HIRSHHORN.SI.EDU

With its recent acquisition of 11 Japanese avant-garde photographic works last month, the Hirshhorn Museum and Sculpture Garden hopes to incorporate “an unprecedented critical history of the postwar Japanese avant-garde” to its collection, according to a Hirshhorn press release.

The Hirshhorn has been expanding its collection by acquiring pieces from the 1960s. The works come from a wide range of Japanese artists from the avant-garde period, including Eikoh Hosoe, Minoru Hirata, Tatsuo Kawaguchi, Miyako Ishiuchi, Kōji Enokura and Takashi Arai.

The acquisition of these photographs is part of an ongoing effort to expand the museum’s collection of Japanese postwar art, and to “champion artists and artistic movements across the globe,” according to the museum’s press release. One of the main goals of the museum is to expand its commitment to “global modernism.”  

“We’re committing to showing art practices outside the Europe and the U.S. in order to introduce what was happening in Asia, Latin America and other continents that was at the same time, but different, from the more well-known narratives of 20 and 21st Euro-American art,” Hirshhorn curator Mika Yoshitake wrote in an email to The Hoya.

One of the pieces, acquired in 2015, is Natsuyuki Nakanishi’s “S-Rhyme” painting. Also known for his absurdist street performances, Nakanishi is captured in the newly acquired 1963 Hirata photograph, “Nakanishi Natsuyuki’s Clothespins Assert Churning Action.” Together with Hosoe’s photographs documenting performance, these works provide a window into the art of 1960s Tokyo.

Other new works belong to the Mono-ha “School of Things” movement, which combines industrial and natural materials to grapple with the artists’ uneasiness and discomfort with the modernity of Japan after World War II. The rise of the movement coincided with the signing of the second extension of the U.S.-Japanese Security Treaty in 1970 and the subsequent “Anpo” generation activists, who were concerned with American domination over Japanese identity.

Enokura was a seminal figure in the movement, and his 1970s photographs “Symptom—Sea, Body,” “Symptom—Lump of Lead to the Sky: Mountain in Nagano” and “Symptom—Floor, Hand” helps bring the rich artistic movement Mono-ha to the United States.

A few of the acquisitions are more recent, connecting the postwar influence to the present. Arai’s “July 25, 2011. Radioactive Lilies, Iitate Village, Fukushima” and “May 21, 2012. Annular Eclipse at 7:42am Onahama, Fukushima No. 1” both depict the recent nuclear disaster at Fukushima while maintaining a connection with the past. Arai is one of the last remaining artists to use the traditional daguerreotype photographic process.

The museum possesses a recent history with the Japanese avant-garde.

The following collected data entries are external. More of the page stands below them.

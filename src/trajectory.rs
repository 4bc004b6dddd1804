// This Source Code Form is subject to the terms of the Mozilla Public
// License, v. 2.0. If a copy of the MPL was not distributed with this
// file, You can obtain one at http://mozilla.org/MPL/2.0/.

//! The escape-time iteration itself.  Everything here is pure: given a
//! starting point and a budget, `iterate` always returns the same
//! trajectory.

use num::Complex;

/// The squared magnitude past which an orbit is considered escaped.
pub const ESCAPE_NORM_SQR: f64 = 2.0;

/// The outcome of iterating a single starting point.  Once built it is
/// never modified; it moves from the producer, through the queue, to the
/// aggregator.
#[derive(Clone, Debug, PartialEq)]
pub struct Trajectory {
    /// Whether the orbit left the bounded region within the budget.
    pub escaped: bool,
    /// The number of steps actually taken, never more than the budget.
    pub iterations: usize,
    /// Every intermediate value of the orbit, in iteration order.  Empty
    /// unless the path was requested.
    pub path: Vec<Complex<f64>>,
}

/// Iterate `z -> z^2 + c` from `z = 0` for at most `max_iterations`
/// steps, stopping at the first value whose squared magnitude exceeds
/// `ESCAPE_NORM_SQR`.  When `collect_path` is set every value, including
/// the escaping one, is recorded.
pub fn iterate(c: Complex<f64>, max_iterations: usize, collect_path: bool) -> Trajectory {
    let mut z: Complex<f64> = Complex { re: 0.0, im: 0.0 };
    let mut path = Vec::new();
    for i in 0..max_iterations {
        z = z * z + c;
        if collect_path {
            path.push(z);
        }
        if z.norm_sqr() > ESCAPE_NORM_SQR {
            return Trajectory {
                escaped: true,
                iterations: i + 1,
                path,
            };
        }
    }
    Trajectory {
        escaped: false,
        iterations: max_iterations,
        path,
    }
}
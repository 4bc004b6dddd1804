// This Source Code Form is subject to the terms of the Mozilla Public
// License, v. 2.0. If a copy of the MPL was not distributed with this
// file, You can obtain one at http://mozilla.org/MPL/2.0/.

//! Errors surfaced by the sampler.  Configuration problems are caught
//! before any thread is started; the only runtime failures are a
//! cancelled run and a producer that died.

use failure::Fail;
use std::io;

/// Returned by a [`Channel`](crate::queue::Channel) operation once the
/// channel has been cancelled.
#[derive(Debug, Clone, Copy, PartialEq, Eq, Fail)]
#[fail(display = "the channel was cancelled")]
pub struct Cancelled;

/// Everything that can go wrong while configuring or running a render.
#[derive(Debug, Fail)]
pub enum BuddhaError {
    /// A bounded queue needs room for at least one item.
    #[fail(display = "queue capacity must be at least 1, got {}", _0)]
    InvalidCapacity(usize),

    /// The pipeline needs at least one producer.
    #[fail(display = "worker count must be at least 1, got {}", _0)]
    InvalidWorkers(usize),

    /// The output grid must have at least one row and one column.
    #[fail(display = "grid must be at least 1x1, got {}x{}", _0, _1)]
    InvalidGrid(usize, usize),

    /// Each trajectory needs an iteration budget of at least one step.
    #[fail(display = "iteration budget must be at least 1")]
    InvalidIterations,

    /// A rectangle on the complex plane whose corners are swapped or
    /// which has no area.
    #[fail(display = "{}: left lower corner must be strictly left of and below the right upper corner", _0)]
    InvalidPlane(&'static str),

    /// `normalize` was asked to map onto an inverted range.
    #[fail(display = "normalization bounds are inverted: min {} > max {}", min, max)]
    InvertedRange {
        /// Lower bound supplied.
        min: f64,
        /// Upper bound supplied.
        max: f64,
    },

    /// The output file extension does not name a supported format.
    #[fail(display = "unsupported output format: {}", _0)]
    UnsupportedFormat(String),

    /// A producer thread could not be started.
    #[fail(display = "could not spawn producer thread: {}", _0)]
    Spawn(#[cause] io::Error),

    /// A producer thread panicked.  Its sentinel was still delivered, so
    /// the run terminated, but the image is incomplete.
    #[fail(display = "producer {} panicked", _0)]
    WorkerPanicked(usize),

    /// The run was cancelled before every producer finished.
    #[fail(display = "the render was cancelled")]
    Cancelled,

    /// Writing the image failed.
    #[fail(display = "could not write image: {}", _0)]
    Io(#[cause] io::Error),

    /// The image encoder rejected the raster.
    #[fail(display = "could not encode image: {}", _0)]
    Encode(String),
}

impl From<Cancelled> for BuddhaError {
    fn from(_: Cancelled) -> Self {
        BuddhaError::Cancelled
    }
}

impl From<io::Error> for BuddhaError {
    fn from(err: io::Error) -> Self {
        BuddhaError::Io(err)
    }
}
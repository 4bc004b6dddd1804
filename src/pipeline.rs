// This Source Code Form is subject to the terms of the Mozilla Public
// License, v. 2.0. If a copy of the MPL was not distributed with this
// file, You can obtain one at http://mozilla.org/MPL/2.0/.

//! The controller.  A render moves through four phases:
//!
//! 1. *Spawning*: one producer thread per worker, all sharing one
//!    bounded queue.
//! 2. *Consuming*: the controlling thread is the sole consumer, and
//!    plots trajectories until it has seen one sentinel per producer.
//! 3. *Joining*: every producer thread is joined, even though each has
//!    already said it was done.
//! 4. *Done*: the grid is handed back to the caller.
//!
//! Because histogram accumulation is commutative, the grid depends only
//! on which trajectories were produced, never on how the producers'
//! messages interleaved.

use crate::aggregator::{Aggregator, Summary};
use crate::error::BuddhaError;
use crate::grid::Grid;
use crate::planes::{ComplexPlane, PlaneMapper};
use crate::producer::{produce, Message, Producer};
use crate::queue::BoundedQueue;
use crate::trajectory::Trajectory;
use log::{log, warn, Level};
use std::fmt;
use std::panic;
use std::sync::Arc;
use std::thread;

/// Everything needed to run a render.  Checked by `validate` before any
/// thread is started.
#[derive(Clone, Debug)]
pub struct PipelineConfig {
    /// Grid columns.
    pub width: usize,
    /// Grid rows.
    pub height: usize,
    /// Starting points to sample across all producers.
    pub total_points: usize,
    /// Iteration budget per starting point.
    pub max_iterations: usize,
    /// Number of producer threads.
    pub workers: usize,
    /// How many messages may wait in the queue at once.
    pub queue_capacity: usize,
    /// The rectangle starting points are drawn from.
    pub domain: ComplexPlane,
    /// The rectangle mapped onto the grid.
    pub window: ComplexPlane,
    /// Fixed base seed; `None` seeds every producer from the OS.
    pub seed: Option<u64>,
    /// Log lifecycle messages at `info` rather than `debug`.
    pub verbose: bool,
}

impl Default for PipelineConfig {
    fn default() -> Self {
        PipelineConfig {
            width: 512,
            height: 512,
            total_points: 1_000_000,
            max_iterations: 1000,
            workers: num_cpus::get(),
            queue_capacity: 100,
            domain: ComplexPlane::mandelbrot(),
            window: ComplexPlane::mandelbrot(),
            seed: None,
            verbose: false,
        }
    }
}

impl PipelineConfig {
    /// Reject configurations that cannot produce an image.
    pub fn validate(&self) -> Result<(), BuddhaError> {
        if self.width == 0 || self.height == 0 || self.width.checked_mul(self.height).is_none() {
            return Err(BuddhaError::InvalidGrid(self.width, self.height));
        }
        if self.workers == 0 {
            return Err(BuddhaError::InvalidWorkers(self.workers));
        }
        if self.queue_capacity == 0 {
            return Err(BuddhaError::InvalidCapacity(self.queue_capacity));
        }
        if self.max_iterations == 0 {
            return Err(BuddhaError::InvalidIterations);
        }
        self.domain.validate("sampling domain")?;
        self.window.validate("visualization window")?;
        Ok(())
    }

    /// Starting points each producer samples.  Rounded up, so the run may
    /// examine up to `workers - 1` more points than asked for.
    pub fn quota(&self) -> usize {
        quota(self.total_points, self.workers)
    }

    fn level(&self) -> Level {
        if self.verbose {
            Level::Info
        } else {
            Level::Debug
        }
    }
}

/// `ceil(total / workers)`.
pub fn quota(total: usize, workers: usize) -> usize {
    if workers == 0 {
        return 0;
    }
    total / workers + if total % workers == 0 { 0 } else { 1 }
}

/// Where the controller is in a run.
#[derive(Copy, Clone, Debug, PartialEq, Eq)]
pub enum Phase {
    /// Starting producers.
    Spawning,
    /// Draining the queue.
    Consuming,
    /// Waiting for producer threads to exit.
    Joining,
    /// The grid is complete.
    Done,
}

impl fmt::Display for Phase {
    fn fmt(&self, f: &mut fmt::Formatter) -> fmt::Result {
        let name = match self {
            Phase::Spawning => "spawning",
            Phase::Consuming => "consuming",
            Phase::Joining => "joining",
            Phase::Done => "done",
        };
        f.write_str(name)
    }
}

/// A finished render.
#[derive(Clone, Debug)]
pub struct Render {
    /// The accumulated histogram.
    pub grid: Grid,
    /// What the aggregator saw.
    pub summary: Summary,
}

/// Stops a running pipeline from another thread, e.g. a signal handler.
#[derive(Clone)]
pub struct Canceller {
    queue: Arc<BoundedQueue<Message>>,
}

impl Canceller {
    /// Wake every producer and the consumer; the run returns
    /// `BuddhaError::Cancelled`.
    pub fn cancel(&self) {
        self.queue.cancel();
    }
}

// Cancels the queue if the consuming thread unwinds, so producers parked
// on a full queue can exit and be joined.
struct CancelOnUnwind<'a>(&'a BoundedQueue<Message>);

impl<'a> Drop for CancelOnUnwind<'a> {
    fn drop(&mut self) {
        if thread::panicking() {
            self.0.cancel();
        }
    }
}

/// One render: the configuration and the single queue shared by every
/// participant.
pub struct Pipeline {
    config: PipelineConfig,
    queue: Arc<BoundedQueue<Message>>,
}

impl Pipeline {
    /// Validate `config` and build the queue.  Nothing runs yet.
    pub fn new(config: PipelineConfig) -> Result<Self, BuddhaError> {
        config.validate()?;
        let queue = Arc::new(BoundedQueue::new(config.queue_capacity)?);
        Ok(Pipeline { config, queue })
    }

    /// The configuration this pipeline runs with.
    pub fn config(&self) -> &PipelineConfig {
        &self.config
    }

    /// A handle that can cancel this pipeline while it runs.
    pub fn canceller(&self) -> Canceller {
        Canceller {
            queue: self.queue.clone(),
        }
    }

    /// Run the render with `config.workers` random producers, each
    /// sampling `config.quota()` starting points.
    pub fn run(self) -> Result<Render, BuddhaError> {
        let quota = self.config.quota();
        let producers: Vec<Producer> = (0..self.config.workers)
            .map(|id| Producer {
                id,
                quota,
                max_iterations: self.config.max_iterations,
                domain: self.config.domain,
                seed: self.config.seed,
            })
            .collect();
        log!(
            self.config.level(),
            "{} producers x {} points, {} iterations max, queue capacity {}",
            producers.len(),
            quota,
            self.config.max_iterations,
            self.config.queue_capacity
        );
        self.run_sources(producers.iter().map(Producer::trajectories).collect())
    }

    /// Run the render with one producer per element of `sources`, each
    /// putting the escaped trajectories of its stream.  The worker count
    /// is `sources.len()`; `config.workers` and the sampling settings are
    /// not consulted.
    pub fn run_sources<I>(self, sources: Vec<I>) -> Result<Render, BuddhaError>
    where
        I: IntoIterator<Item = Trajectory> + Send,
    {
        let workers = sources.len();
        if workers == 0 {
            return Err(BuddhaError::InvalidWorkers(0));
        }
        let level = self.config.level();
        let window = self.config.window;
        let mapper = PlaneMapper::new(self.config.width, self.config.height, window.0, window.1)?;
        let queue: &BoundedQueue<Message> = &self.queue;

        // Producer panics are collected by the explicit joins below, so a
        // panic reaching the scope came from the consuming side: a broken
        // sentinel protocol.  That is fatal and is re-raised as is.
        let outcome = crossbeam::scope(|scope| {
            log!(level, "phase: {}", Phase::Spawning);
            let mut handles = Vec::with_capacity(workers);
            for (id, source) in sources.into_iter().enumerate() {
                let spawned = scope
                    .builder()
                    .name(format!("producer-{}", id))
                    .spawn(move |_| produce(id, source, queue));
                match spawned {
                    Ok(handle) => handles.push(handle),
                    Err(err) => {
                        queue.cancel();
                        return Err(BuddhaError::Spawn(err));
                    }
                }
            }

            log!(level, "phase: {}", Phase::Consuming);
            let mut aggregator = Aggregator::new(mapper, workers).log_level(level);
            let consumed = {
                let _guard = CancelOnUnwind(queue);
                aggregator.consume(queue)
            };
            if consumed.is_ok() {
                // Every producer puts its sentinel last, so nothing may
                // follow the final one.
                assert!(
                    queue.try_get().is_none(),
                    "messages left in the queue after every producer finished"
                );
            }

            log!(level, "phase: {}", Phase::Joining);
            let mut panicked = None;
            for (id, handle) in handles.into_iter().enumerate() {
                if handle.join().is_err() {
                    warn!("producer {} panicked", id);
                    panicked = panicked.or(Some(id));
                }
            }
            if let Some(id) = panicked {
                return Err(BuddhaError::WorkerPanicked(id));
            }
            consumed?;
            Ok(aggregator.finish())
        })
        .unwrap_or_else(|payload| panic::resume_unwind(payload));

        let (grid, summary) = outcome?;
        log!(
            level,
            "phase: {}: {} sampled, {} escaped, {} points plotted, {} outside the window",
            Phase::Done,
            summary.sampled(),
            summary.trajectories,
            summary.plotted,
            summary.discarded
        );
        Ok(Render { grid, summary })
    }
}

#[cfg(test)]
mod tests {
    use super::*;
    use crate::producer::WorkerReport;
    use crate::queue::Channel;
    use crossbeam::channel;
    use num::Complex;
    use std::time::Duration;

    #[test]
    fn quota_rounds_up() {
        assert_eq!(quota(0, 2), 0);
        assert_eq!(quota(10, 2), 5);
        assert_eq!(quota(10, 3), 4);
        assert_eq!(quota(1, 8), 1);
        // Over-sampling stays below the worker count.
        for workers in 1..10 {
            for total in 0..50 {
                let sampled = quota(total, workers) * workers;
                assert!(sampled >= total && sampled - total < workers);
            }
        }
    }

    #[test]
    fn default_config_is_valid() {
        assert!(PipelineConfig::default().validate().is_ok());
    }

    #[test]
    fn invalid_configs_are_rejected_before_running() {
        let bad = vec![
            PipelineConfig {
                workers: 0,
                ..PipelineConfig::default()
            },
            PipelineConfig {
                queue_capacity: 0,
                ..PipelineConfig::default()
            },
            PipelineConfig {
                width: 0,
                ..PipelineConfig::default()
            },
            PipelineConfig {
                width: usize::max_value(),
                height: 2,
                ..PipelineConfig::default()
            },
            PipelineConfig {
                max_iterations: 0,
                ..PipelineConfig::default()
            },
            PipelineConfig {
                window: ComplexPlane(Complex::new(1.0, 1.5), Complex::new(-2.0, -1.5)),
                ..PipelineConfig::default()
            },
            PipelineConfig {
                domain: ComplexPlane(Complex::new(0.0, 0.0), Complex::new(0.0, 1.0)),
                ..PipelineConfig::default()
            },
        ];
        for config in bad {
            assert!(Pipeline::new(config).is_err());
        }
    }

    #[test]
    fn cancelled_pipeline_reports_cancellation() {
        let pipeline = Pipeline::new(PipelineConfig {
            width: 16,
            height: 16,
            total_points: 1_000_000,
            max_iterations: 100,
            workers: 2,
            queue_capacity: 1,
            ..PipelineConfig::default()
        })
        .unwrap();
        pipeline.canceller().cancel();
        match pipeline.run() {
            Err(BuddhaError::Cancelled) => {}
            other => panic!("expected cancellation, got {:?}", other.map(|r| r.summary)),
        }
    }

    #[test]
    fn cancelling_a_running_pipeline_releases_blocked_producers() {
        let pipeline = Pipeline::new(PipelineConfig {
            width: 16,
            height: 16,
            total_points: usize::max_value() / 2,
            max_iterations: 50,
            workers: 4,
            queue_capacity: 1,
            seed: Some(11),
            ..PipelineConfig::default()
        })
        .unwrap();
        let canceller = pipeline.canceller();
        let (done_tx, done_rx) = channel::bounded(1);
        crossbeam::scope(|s| {
            s.spawn(move |_| {
                let result = pipeline.run().map(|r| r.summary);
                done_tx.send(result).unwrap();
            });
            // Long enough for the producers to fill the queue and park.
            let early = done_rx.recv_timeout(Duration::from_millis(200));
            canceller.cancel();
            assert!(early.is_err(), "run ended before it was cancelled");
            match done_rx.recv_timeout(Duration::from_secs(10)) {
                Ok(Err(BuddhaError::Cancelled)) => {}
                other => panic!("expected cancellation, got {:?}", other),
            }
        })
        .unwrap();
    }

    #[test]
    #[should_panic(expected = "sentinel from producer 7 but only 1 were started")]
    fn broken_sentinel_protocol_is_fatal() {
        let pipeline = Pipeline::new(PipelineConfig {
            width: 8,
            height: 8,
            queue_capacity: 4,
            ..PipelineConfig::default()
        })
        .unwrap();
        pipeline
            .queue
            .put(Message::Finished(WorkerReport {
                worker: 7,
                ..WorkerReport::default()
            }))
            .unwrap();
        let _ = pipeline.run_sources(vec![Vec::<Trajectory>::new()]);
    }
}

Yoshitake, who specializes in the postwar Japanese art, joined the Hirshhorn staff in 2011, and wrote to The Hoya in an email that the museum has been “acquiring and incorporating expertise in Japanese avant-garde” for over 10 years now. After previously working as a liaison for The Guggenheim Museums and Foundation and project coordinator for the Museum of Contemporary Art in Los Angeles, Yoshitake has become one of the museum’s main Japanese art consultants.  

Earlier this year, her curation expertise led to “Infinity Mirrors,” a highly successful exhibition by Japanese conceptual artist Yayoi Kusama. Kusama first became known in the New York avant-garde scene of the 1960s and has since worked in painting, sculpture and fashion. Her “Infinity Mirrors” retrospective was unprecedentedly popular and the museum drew in 475,000 visitors during the three-month period — representing the highest visitor count in the museum in over 40 years. The exhibit has since moved on to Seattle and will travel to an additional three cities as part of Kusama’s first U.S. exhibition in 20 years. However, one of her famous polka-dotted pumpkins remains on display in the Hirshhorn Sculpture Garden.

The photographs are not yet exhibited but are set to debut in the following months.

“We hope to exhibit the new Japanese photo acquisitions alongside European and American works of the same time period to create a new dialogue that spans nations, concepts and ideas about art making,” Yoshitake wrote.

In the meantime, Hirshhorn’s commitment to globalism remains on display in realms that go beyond Japanese art. Current exhibitions include a collection of Lego portraits, “Trace,” by Chinese artist Ai Weiwei and Russian-born Ilya and Emilia Kabakov’s “The Utopian Projects.”